Also, the devil is in the detail so ensure your CRM system doesn’t overwrite point-in-time customer data to provide just the current snapshot of your customer database.

The same is true for stock data – you need to be aware of stock-outs if you want to distinguish between when there was ‘no stock’ versus ‘no demand’ as one example.

Is your data infrastructure solid?

Not all data is created equal. Making sense of it across all sources - both from the cloud and data that’s held in internal systems - means ingesting them all into a centralised data warehouse as a single point of truth to be used by all internal departments.

The expression ‘garbage in, garbage out’ holds true when we talk about data science models. Ensuring they can decipher data successfully requires ‘cleaning’ it by standardising formats, de-duplicating it and so-on.

Most importantly, there needs to be a common ID that makes it possible to join up data across different sources. For example, if we want to combine a customer’s transaction behaviour, browsing patterns and engagement with email marketing campaigns, we need an identifier.
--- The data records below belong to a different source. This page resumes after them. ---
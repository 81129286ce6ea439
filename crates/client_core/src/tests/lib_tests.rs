use super::*;

use std::sync::Mutex as StdMutex;

use axum::{
    extract::{Path, Query, State},
    http::{header, HeaderMap, StatusCode},
    response::{IntoResponse, Response},
    routing::{delete, get, post, put},
    Json, Router,
};
use base64::{engine::general_purpose::URL_SAFE_NO_PAD, Engine as _};
use chrono::NaiveDate;
use serde_json::{json, Value};
use shared::{
    domain::{
        ContractId, ContractState, PropertyId, PropertyKind, PropertyState, Role, User, UserId,
    },
    protocol::{EntityKind, NewProperty, PropertyUpdate},
};
use tokio::net::TcpListener;

use crate::{
    dashboard::{load_dashboard, Dashboard},
    services::ReportKind,
};

const TOKEN: &str = "tok-123";

#[derive(Clone, Default)]
struct MockBackend {
    forbid_payments: bool,
    role: &'static str,
    last_update: Arc<StdMutex<Option<Value>>>,
    last_auth: Arc<StdMutex<Option<String>>>,
}

fn authorized(state: &MockBackend, headers: &HeaderMap) -> bool {
    let auth = headers
        .get(header::AUTHORIZATION)
        .and_then(|v| v.to_str().ok())
        .map(str::to_string);
    let ok = auth.as_deref() == Some(&format!("Bearer {TOKEN}"));
    *state.last_auth.lock().expect("lock") = auth;
    ok
}

fn unauthorized() -> Response {
    (
        StatusCode::UNAUTHORIZED,
        Json(json!({ "code": "unauthorized", "message": "token inválido" })),
    )
        .into_response()
}

async fn login(State(state): State<MockBackend>, Json(body): Json<Value>) -> Response {
    if body["password"] != "secret" {
        return (
            StatusCode::UNAUTHORIZED,
            Json(json!({ "mensaje": "credenciales inválidas" })),
        )
            .into_response();
    }
    Json(json!({
        "token": TOKEN,
        "usuario": {
            "id": 10,
            "nombre": "Olga",
            "email": body["email"],
            "rol": state.role
        }
    }))
    .into_response()
}

async fn list_properties(State(state): State<MockBackend>, headers: HeaderMap) -> Response {
    if !authorized(&state, &headers) {
        return unauthorized();
    }
    Json(json!([
        { "id": 1, "direccion": "Calle 1", "tipo": "casa", "precio_alquiler": 500.0,
          "estado": "ocupada", "id_propietario": 10 },
        { "id": 2, "direccion": "Calle 2", "tipo": "local", "precio_alquiler": 900.0,
          "estado": "disponible", "id_propietario": 20 }
    ]))
    .into_response()
}

async fn list_contracts(State(state): State<MockBackend>, headers: HeaderMap) -> Response {
    if !authorized(&state, &headers) {
        return unauthorized();
    }
    // Wrapped in an envelope on purpose.
    Json(json!({ "data": [
        { "id": 11, "id_propiedad": 1, "id_inquilino": 100, "fecha_inicio": "2024-01-01",
          "fecha_fin": "2024-12-31", "monto_mensual": 500.0, "estado": "activo" }
    ]}))
    .into_response()
}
Do you have access to expertise?

We often hear data is the new oil, but oil has limited use until it is refined. Extracting data’s true potential requires a willingness to invest in data scientists and technologies. Since data science is highly specialised, it cannot be palmed off on the marketing, or the IT team. It’s not fair on them and is very likely to doom any project to failure.

Any sources of inconsistency or friction points in the data will surface false positives and can lead to ‘data drift’, a scenario in which fundamental changes in the way customers behave over time can render models ‘stale’ and the performance degrades.
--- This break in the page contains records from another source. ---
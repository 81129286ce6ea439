use std::sync::Arc;

use shared::protocol::{EntityKind, TransitionAnalysis, TransitionOutcome, TransitionRequest};
use tracing::info;

use crate::{
    api::{ApiClient, ResourcePath},
    error::{ClientError, ClientResult},
};

/// Requests lifecycle changes. Whether a transition is admissible is decided
/// by the backend; the client only names the target state.
#[derive(Clone)]
pub struct TransitionService {
    api: Arc<ApiClient>,
}

impl TransitionService {
    pub fn new(api: Arc<ApiClient>) -> Self {
        Self { api }
    }

    /// Every state of `kind` except `current`, in declaration order.
    pub fn candidate_targets(kind: EntityKind, current: &str) -> Vec<&'static str> {
        kind.states()
            .into_iter()
            .filter(|state| !state.eq_ignore_ascii_case(current.trim()))
            .collect()
    }

    pub async fn analyze(
        &self,
        kind: EntityKind,
        id: i64,
        target: &str,
        reason: Option<&str>,
    ) -> ClientResult<TransitionAnalysis> {
        let request = build_request(kind, target, reason)?;
        let path = ResourcePath::new(kind.resource()).analyze_transition(id);
        let analysis: TransitionAnalysis = self.api.post_json(&path, &request).await?;
        info!(
            resource = kind.resource(),
            id,
            target = %request.estado_destino,
            allowed = analysis.permitida,
            "transition analyzed"
        );
        Ok(analysis)
    }

    pub async fn execute(
        &self,
        kind: EntityKind,
        id: i64,
        target: &str,
        reason: Option<&str>,
    ) -> ClientResult<TransitionOutcome> {
        let request = build_request(kind, target, reason)?;
        let path = ResourcePath::new(kind.resource()).execute_transition(id);
        let outcome: TransitionOutcome = self.api.post_json(&path, &request).await?;
        info!(
            resource = kind.resource(),
            id,
            from = %outcome.estado_anterior,
            to = %outcome.estado_nuevo,
            success = outcome.exito,
            "transition executed"
        );
        Ok(outcome)
    }
}

fn build_request(
    kind: EntityKind,
    target: &str,
    reason: Option<&str>,
) -> ClientResult<TransitionRequest> {
    let target = target.trim().to_ascii_lowercase();
    if !kind.states().contains(&target.as_str()) {
        return Err(ClientError::Validation(format!(
            "'{target}' is not a {} state (expected one of: {})",
            kind.resource(),
            kind.states().join(", ")
        )));
    }
    let motivo = reason
        .map(str::trim)
        .filter(|r| !r.is_empty())
        .map(str::to_string);
    Ok(TransitionRequest {
        estado_destino: target,
        motivo,
    })
}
Consequently, both the data and the models need to be constantly monitored and occasionally retrained. This takes time, expertise and engineering behind the scenes.
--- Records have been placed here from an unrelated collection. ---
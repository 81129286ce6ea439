//! Table projections of fetched records, plus the JSON drafts used by the
//! record editor.

use serde::Serialize;
use serde_json::{json, Value};

use client_core::navigation::Section;

use crate::controller::events::SectionData;

#[derive(Debug, Clone, PartialEq)]
pub struct RecordRow {
    pub id: i64,
    /// Wire name of the lifecycle state, for records that have one.
    pub state: Option<&'static str>,
    pub cells: Vec<String>,
    pub raw: Value,
}

impl RecordRow {
    fn new(id: i64, state: Option<&'static str>, cells: Vec<String>, record: &impl Serialize) -> Self {
        Self {
            id,
            state,
            cells,
            raw: serde_json::to_value(record).unwrap_or_default(),
        }
    }

    /// Case-insensitive substring match on any cell. An empty filter matches
    /// everything.
    pub fn matches(&self, filter: &str) -> bool {
        let needle = filter.trim().to_lowercase();
        needle.is_empty()
            || self
                .cells
                .iter()
                .any(|cell| cell.to_lowercase().contains(&needle))
    }
}

fn money(value: f64) -> String {
    format!("{value:.2}")
}

fn or_dash(value: &Option<String>) -> String {
    value.clone().unwrap_or_else(|| "-".into())
}

pub fn headers(section: Section) -> &'static [&'static str] {
    match section {
        Section::Properties => &["ID", "Address", "City", "Rent", "State", "Owner"],
        Section::Contracts => &["ID", "Property", "Tenant", "Start", "End", "Monthly", "State"],
        Section::Invoices => &["ID", "Contract", "Issued", "Due", "Amount", "State", "Concept"],
        Section::Payments => &["ID", "Invoice", "Paid on", "Amount", "Method", "State"],
        Section::Users => &["ID", "Name", "Email", "Role", "Active"],
        Section::Overview | Section::Reports => &[],
    }
}

pub fn rows(data: &SectionData) -> Vec<RecordRow> {
    match data {
        SectionData::Properties(items) => items
            .iter()
            .map(|p| {
                RecordRow::new(
                    p.id.0,
                    Some(p.state.wire_name()),
                    vec![
                        p.id.to_string(),
                        p.address.clone(),
                        or_dash(&p.city),
                        money(p.monthly_rent),
                        p.state.label().to_string(),
                        p.owner_id.to_string(),
                    ],
                    p,
                )
            })
            .collect(),
        SectionData::Contracts(items) => items
            .iter()
            .map(|c| {
                RecordRow::new(
                    c.id.0,
                    Some(c.state.wire_name()),
                    vec![
                        c.id.to_string(),
                        c.property_id.to_string(),
                        c.tenant_id.to_string(),
                        c.start_date.to_string(),
                        c.end_date.to_string(),
                        money(c.monthly_amount),
                        c.state.label().to_string(),
                    ],
                    c,
                )
            })
            .collect(),
        SectionData::Invoices(items) => items
            .iter()
            .map(|i| {
                RecordRow::new(
                    i.id.0,
                    Some(i.state.wire_name()),
                    vec![
                        i.id.to_string(),
                        i.contract_id.to_string(),
                        i.issue_date.to_string(),
                        i.due_date.to_string(),
                        money(i.amount),
                        i.state.label().to_string(),
                        or_dash(&i.concept),
                    ],
                    i,
                )
            })
            .collect(),
        SectionData::Payments(items) => items
            .iter()
            .map(|p| {
                RecordRow::new(
                    p.id.0,
                    Some(p.state.wire_name()),
                    vec![
                        p.id.to_string(),
                        p.invoice_id.to_string(),
                        p.paid_on.to_string(),
                        money(p.amount),
                        format!("{:?}", p.method).to_lowercase(),
                        p.state.label().to_string(),
                    ],
                    p,
                )
            })
            .collect(),
        SectionData::Users(items) => items
            .iter()
            .map(|u| {
                RecordRow::new(
                    u.id.0,
                    None,
                    vec![
                        u.id.to_string(),
                        u.display_name(),
                        u.email.clone(),
                        u.role.label().to_string(),
                        if u.active { "yes" } else { "no" }.to_string(),
                    ],
                    u,
                )
            })
            .collect(),
    }
}

/// Starting JSON for a new record of `section`.
pub fn create_template(section: Section) -> Value {
    match section {
        Section::Properties => json!({
            "direccion": "",
            "ciudad": "",
            "tipo": "departamento",
            "precio_alquiler": 0.0,
            "id_propietario": 0
        }),
        Section::Contracts => json!({
            "id_propiedad": 0,
            "id_inquilino": 0,
            "fecha_inicio": "2025-01-01",
            "fecha_fin": "2025-12-31",
            "monto_mensual": 0.0
        }),
        Section::Invoices => json!({
            "id_contrato": 0,
            "fecha_emision": "2025-01-01",
            "fecha_vencimiento": "2025-01-10",
            "monto": 0.0,
            "concepto": ""
        }),
        Section::Payments => json!({
            "id_factura": 0,
            "monto": 0.0,
            "fecha_pago": "2025-01-01",
            "metodo": "transferencia"
        }),
        Section::Users => json!({
            "nombre": "",
            "email": "",
            "password": "",
            "rol": "inquilino"
        }),
        Section::Overview | Section::Reports => json!({}),
    }
}

/// The record's fields minus the ones an update cannot change.
pub fn edit_draft(row: &RecordRow) -> Value {
    let mut draft = row.raw.clone();
    if let Some(fields) = draft.as_object_mut() {
        fields.remove("id");
        fields.remove("estado");
    }
    draft
}

#[cfg(test)]
mod tests {
    use chrono::NaiveDate;
    use shared::domain::{ContractId, Invoice, InvoiceId, InvoiceState, Role, User, UserId};

    use super::*;

    fn invoice(id: i64, concept: &str) -> Invoice {
        Invoice {
            id: InvoiceId(id),
            contract_id: ContractId(4),
            issue_date: NaiveDate::from_ymd_opt(2025, 3, 1).expect("date"),
            due_date: NaiveDate::from_ymd_opt(2025, 3, 10).expect("date"),
            amount: 450.0,
            concept: Some(concept.into()),
            state: InvoiceState::Vencida,
        }
    }

    #[test]
    fn rows_follow_headers() {
        let data = SectionData::Invoices(vec![invoice(1, "Marzo")]);
        let rows = rows(&data);
        assert_eq!(rows.len(), 1);
        assert_eq!(rows[0].cells.len(), headers(Section::Invoices).len());
        assert_eq!(rows[0].state, Some("vencida"));
        assert_eq!(rows[0].cells[4], "450.00");
    }

    #[test]
    fn filter_is_case_insensitive() {
        let data = SectionData::Invoices(vec![invoice(1, "Marzo"), invoice(2, "Abril")]);
        let rows = rows(&data);
        let hits: Vec<i64> = rows.iter().filter(|r| r.matches("marzo")).map(|r| r.id).collect();
        assert_eq!(hits, vec![1]);
        assert!(rows.iter().all(|r| r.matches("  ")));
    }

    #[test]
    fn users_have_no_lifecycle_state() {
        let data = SectionData::Users(vec![User {
            id: UserId(9),
            name: "Rita".into(),
            last_name: Some("Paz".into()),
            email: "rita@example.com".into(),
            role: Role::Contador,
            phone: None,
            active: false,
        }]);
        let rows = rows(&data);
        let row = &rows[0];
        assert_eq!(row.state, None);
        assert_eq!(row.cells[1], "Rita Paz");
        assert_eq!(row.cells[4], "no");
    }

    #[test]
    fn edit_draft_drops_id_and_state() {
        let rows = rows(&SectionData::Invoices(vec![invoice(3, "Mayo")]));
        let draft = edit_draft(&rows[0]);
        assert!(draft.get("id").is_none());
        assert!(draft.get("estado").is_none());
        assert_eq!(draft["concepto"], "Mayo");
    }

    #[test]
    fn templates_parse_as_new_records() {
        let property: shared::protocol::NewProperty =
            serde_json::from_value(create_template(Section::Properties)).expect("property");
        assert_eq!(property.monthly_rent, 0.0);
        let _: shared::protocol::NewPayment =
            serde_json::from_value(create_template(Section::Payments)).expect("payment");
        let _: shared::protocol::NewUser =
            serde_json::from_value(create_template(Section::Users)).expect("user");
    }
}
Do you know what specific challenges you need to solve?

Advances in data science and machine learning are still a long way from ‘artificial general intelligence’. Their most successful use cases will have quite specific applications, where decision making processes are manual and available data is being under used in that process. In the simplest terms, you have to ask the right question(s).

Most typically, these applications centre around factors like lead generation and conversion, customer acquisition and retention, and stock control. So, data science has to be grounded in strategic thinking and ideally should be cumulative to build across departments and agreed business-wide goals. So, consider how you’ll be able to keep expanding on each set of results by asking the right follow-up questions.

It helps to adopt a ‘walk before you can run’ approach by focusing on the most pertinent problems or use cases first. If you have enough pointed use cases, these naturally come together to form a solution which delivers tangible value. Otherwise, you’re just doing data science for the sake of data science.

Do you have a data culture?

A data culture is one in which all key stakeholders within the business are comfortable enough to trust in the data and outputs from predictive algorithms. The stumbling block is typically internal politics.

Some teams jealously guard ‘their’ data. It’s perhaps ironic that data democracy requires everyone to get over the politics and recognise shared goals over individual or departmental ones.

Doing data science right requires time, investment and ongoing management, it often needs a change in perspective. A data culture must be led from the top and requires the Senior Leadership Team to recognise the benefits of full transparency from a shared data source. If you’re serious about data science. strong leadership is a prerequisite.

Data science is by no means a fad nor a nice-to-have, it will become increasingly business critical in a crowded market. If you are new to data science, the good news is that there is usually a lot of low-hanging fruit, you just need to know where to look for it.

Anthony Anderson is head of data science at ecommerce data specialist at Conjura.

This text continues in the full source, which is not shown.